Cela fait bientôt vingt ans qu’Indult a vu le jour. En deux décennies, la parfumerie de niche s’est développée à un rythme effréné, avec des lancements qui se multiplient d’année en année. Certaines maisons présentent de nouvelles créations chaque mois, au risque d’engendrer une impression de surproduction qui peut même dérouter les passionnés les plus curieux, perdus dans un flot incessant de nouveaux noms.

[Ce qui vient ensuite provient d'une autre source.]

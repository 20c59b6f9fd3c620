//! Composite request-line/header parser: a chain of four sub-parsers, each
//! fed one byte at a time from the connection's read ring, exactly as
//! `handleParsers.c`'s `parseProcess` drives `parseMethodChar` /
//! `parseTargetChar` / `parseVersionChar` / `parseHeaderChar` in sequence
//! over the same buffer within a single read callback.

mod header;
mod method;
mod target;
mod version;

pub use header::HeaderParser;
pub use method::MethodParser;
pub use target::TargetParser;
pub use version::VersionParser;

use crate::buffer::RingBuf;

/// Result of feeding one byte to a sub-parser.
#[derive(Debug, Clone, Copy, PartialEq, Eq)]
pub enum Feed {
    Continue,
    Done,
    Error,
}

#[derive(Debug, Clone, Copy, PartialEq, Eq)]
enum Stage {
    Method,
    Target,
    Version,
    Header,
    Done,
    Error,
}

/// The parsed request head: method, target components and the one header
/// value the engine cares about.
#[derive(Debug, Clone, Default)]
pub struct RequestHead {
    pub method: String,
    pub scheme_host: Option<String>,
    pub scheme_port: Option<u16>,
    pub path: String,
    pub version_major: u8,
    pub version_minor: u8,
    pub host_header: Option<String>,
}

impl RequestHead {
    /// Absolute-form target wins over the Host header per RFC 7230 §5.4 —
    /// this is the observable behavior of the original source (spec §4.2
    /// tie-break).
    pub fn origin_host(&self) -> Option<(&str, u16)> {
        if let Some(h) = &self.scheme_host {
            if !h.is_empty() {
                return Some((h.as_str(), self.scheme_port.unwrap_or(80)));
            }
        }
        self.host_header.as_deref().map(|h| {
            let (host, port) = split_host_port(h);
            (host, port)
        })
    }

    pub fn is_head_method(&self) -> bool {
        self.method == "HEAD"
    }
}

fn split_host_port(h: &str) -> (&str, u16) {
    match h.rsplit_once(':') {
        Some((host, port)) => port.parse().map(|p| (host, p)).unwrap_or((h, 80)),
        None => (h, 80),
    }
}

/// Outcome of draining a batch of newly-available bytes through the
/// composite state machine.
pub enum ParseOutcome {
    /// Head not fully parsed yet, keep reading.
    NeedMore,
    /// Head complete; origin selection may proceed.
    Done(RequestHead),
    /// A sub-parser rejected the input; composite state is now `ERROR` and
    /// stays there (spec §4.2: "a single terminal ERROR").
    Error(String),
}

pub struct RequestParser {
    stage: Stage,
    method: MethodParser,
    target: TargetParser,
    version: VersionParser,
    header: HeaderParser,
    head: RequestHead,
}

impl Default for RequestParser {
    fn default() -> Self {
        RequestParser::new()
    }
}

impl RequestParser {
    pub fn new() -> Self {
        RequestParser {
            stage: Stage::Method,
            method: MethodParser::new(),
            target: TargetParser::new(),
            version: VersionParser::new(),
            header: HeaderParser::new(),
            head: RequestHead::default(),
        }
    }

    /// Drains every byte currently available in `input`, advancing the read
    /// cursor as each sub-parser consumes it. Stops early on `Done`/`Error`;
    /// a caller with `ParseOutcome::NeedMore` should call again once more
    /// bytes have arrived.
    pub fn feed(&mut self, input: &mut RingBuf) -> ParseOutcome {
        loop {
            if self.stage == Stage::Done {
                return ParseOutcome::Done(self.head.clone());
            }
            if self.stage == Stage::Error {
                return ParseOutcome::Error("parser is in a terminal error state".to_string());
            }
            let Some(b) = input.read_byte() else {
                return ParseOutcome::NeedMore;
            };
            match self.stage {
                Stage::Method => match self.method.feed(b) {
                    Feed::Continue => {}
                    Feed::Done => {
                        self.head.method = self.method.method().to_string();
                        self.stage = Stage::Target;
                    }
                    Feed::Error => {
                        self.stage = Stage::Error;
                        return ParseOutcome::Error(format!(
                            "unrecognized method token: {:?}",
                            self.method.method()
                        ));
                    }
                },
                Stage::Target => match self.target.feed(b) {
                    Feed::Continue => {}
                    Feed::Done => {
                        self.head.scheme_host = self.target.host().map(|s| s.to_string());
                        self.head.scheme_port = self.target.port();
                        self.head.path = self.target.path().to_string();
                        self.stage = Stage::Version;
                    }
                    Feed::Error => {
                        self.stage = Stage::Error;
                        return ParseOutcome::Error("malformed request target".to_string());
                    }
                },
                Stage::Version => match self.version.feed(b) {
                    Feed::Continue => {}
                    Feed::Done => {
                        self.head.version_major = self.version.major();
                        self.head.version_minor = self.version.minor();
                        self.stage = Stage::Header;
                    }
                    Feed::Error => {
                        self.stage = Stage::Error;
                        return ParseOutcome::Error("malformed HTTP version".to_string());
                    }
                },
                Stage::Header => match self.header.feed(b) {
                    Feed::Continue => {}
                    Feed::Done => {
                        self.head.host_header = self.header.host().map(|s| s.to_string());
                        self.stage = Stage::Done;
                    }
                    Feed::Error => {
                        self.stage = Stage::Error;
                        return ParseOutcome::Error("malformed header line".to_string());
                    }
                },
                Stage::Done | Stage::Error => unreachable!(),
            }
        }
    }
}

#[cfg(test)]
mod tests {
    use super::*;

    fn parse_all(raw: &[u8]) -> ParseOutcome {
        let mut buf = RingBuf::new(raw.len().max(64));
        buf.write_bytes(raw);
        RequestParser::new().feed(&mut buf)
    }

    fn parse_chunked(raw: &[u8], chunk_sizes: &[usize]) -> ParseOutcome {
        let mut buf = RingBuf::new(raw.len().max(64));
        let mut parser = RequestParser::new();
        // Feed the bytes in the requested chunk sizes (falling back to 1 byte
        // at a time once the list is exhausted) to exercise the parser's
        // resumability across arbitrary read-callback boundaries.
        let mut pos = 0;
        let mut idx = 0;
        loop {
            if pos >= raw.len() {
                return parser.feed(&mut buf);
            }
            let take = if idx < chunk_sizes.len() { chunk_sizes[idx] } else { 1 };
            let take = take.min(raw.len() - pos);
            buf.write_bytes(&raw[pos..pos + take]);
            pos += take;
            idx += 1;
            match parser.feed(&mut buf) {
                ParseOutcome::NeedMore => continue,
                other => return other,
            }
        }
    }

    #[test]
    fn parses_simple_origin_form_request() {
        let raw = b"GET /a HTTP/1.0\r\nHost: x\r\n\r\n";
        match parse_all(raw) {
            ParseOutcome::Done(head) => {
                assert_eq!(head.method, "GET");
                assert_eq!(head.path, "/a");
                assert_eq!(head.version_major, 1);
                assert_eq!(head.version_minor, 0);
                assert_eq!(head.origin_host(), Some(("x", 80)));
            }
            _ => panic!("expected Done"),
        }
    }

    #[test]
    fn parses_absolute_form_and_prefers_it_over_host_header() {
        let raw = b"GET http://example.com:8080/path HTTP/1.1\r\nHost: other\r\n\r\n";
        match parse_all(raw) {
            ParseOutcome::Done(head) => {
                assert_eq!(head.path, "/path");
                assert_eq!(head.origin_host(), Some(("example.com", 8080)));
            }
            _ => panic!("expected Done"),
        }
    }

    #[test]
    fn bad_version_is_an_error() {
        let raw = b"GET / HTTP/9.9\r\n\r\n";
        match parse_all(raw) {
            ParseOutcome::Error(_) => {}
            _ => panic!("expected Error"),
        }
    }

    #[test]
    fn arbitrary_chunking_yields_same_result_as_one_pass() {
        let raw: &[u8] = b"GET http://a.test:81/p HTTP/1.1\r\nHost: ignored\r\nX-Foo: bar\r\n\r\n";
        let whole = match parse_all(raw) {
            ParseOutcome::Done(h) => h,
            _ => panic!("expected Done"),
        };
        let chunked = match parse_chunked(raw, &[1, 3, 7, 2, 5, 1, 1, 1]) {
            ParseOutcome::Done(h) => h,
            _ => panic!("expected Done"),
        };
        assert_eq!(whole.method, chunked.method);
        assert_eq!(whole.path, chunked.path);
        assert_eq!(whole.scheme_host, chunked.scheme_host);
        assert_eq!(whole.scheme_port, chunked.scheme_port);
        assert_eq!(whole.version_major, chunked.version_major);
        assert_eq!(whole.version_minor, chunked.version_minor);
    }
}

Pourtant, le parfum n’est pas une affaire de chiffres. C’est une affaire de passion, de patience et de savoir-faire. Une formule demande des mois d’ajustements avant de trouver son équilibre, et les matières premières elles-mêmes exigent du temps : des gousses de vanille qui mûrissent pendant des mois, des fleurs distillées le temps fugace d’une saison, des résines qui s’approfondissent lentement. Ce rythme ne peut être forcé sans perdre ce qui rend le parfum vivant.
Indult a choisi la voie de la lenteur. Après deux décennies, le catalogue ne compte que quatre parfums, chacun conçu pour durer. Dans un marché dominé par la quantité, le luxe lent préserve au parfum ce qu’il doit être : une émotion, et non un chiffre.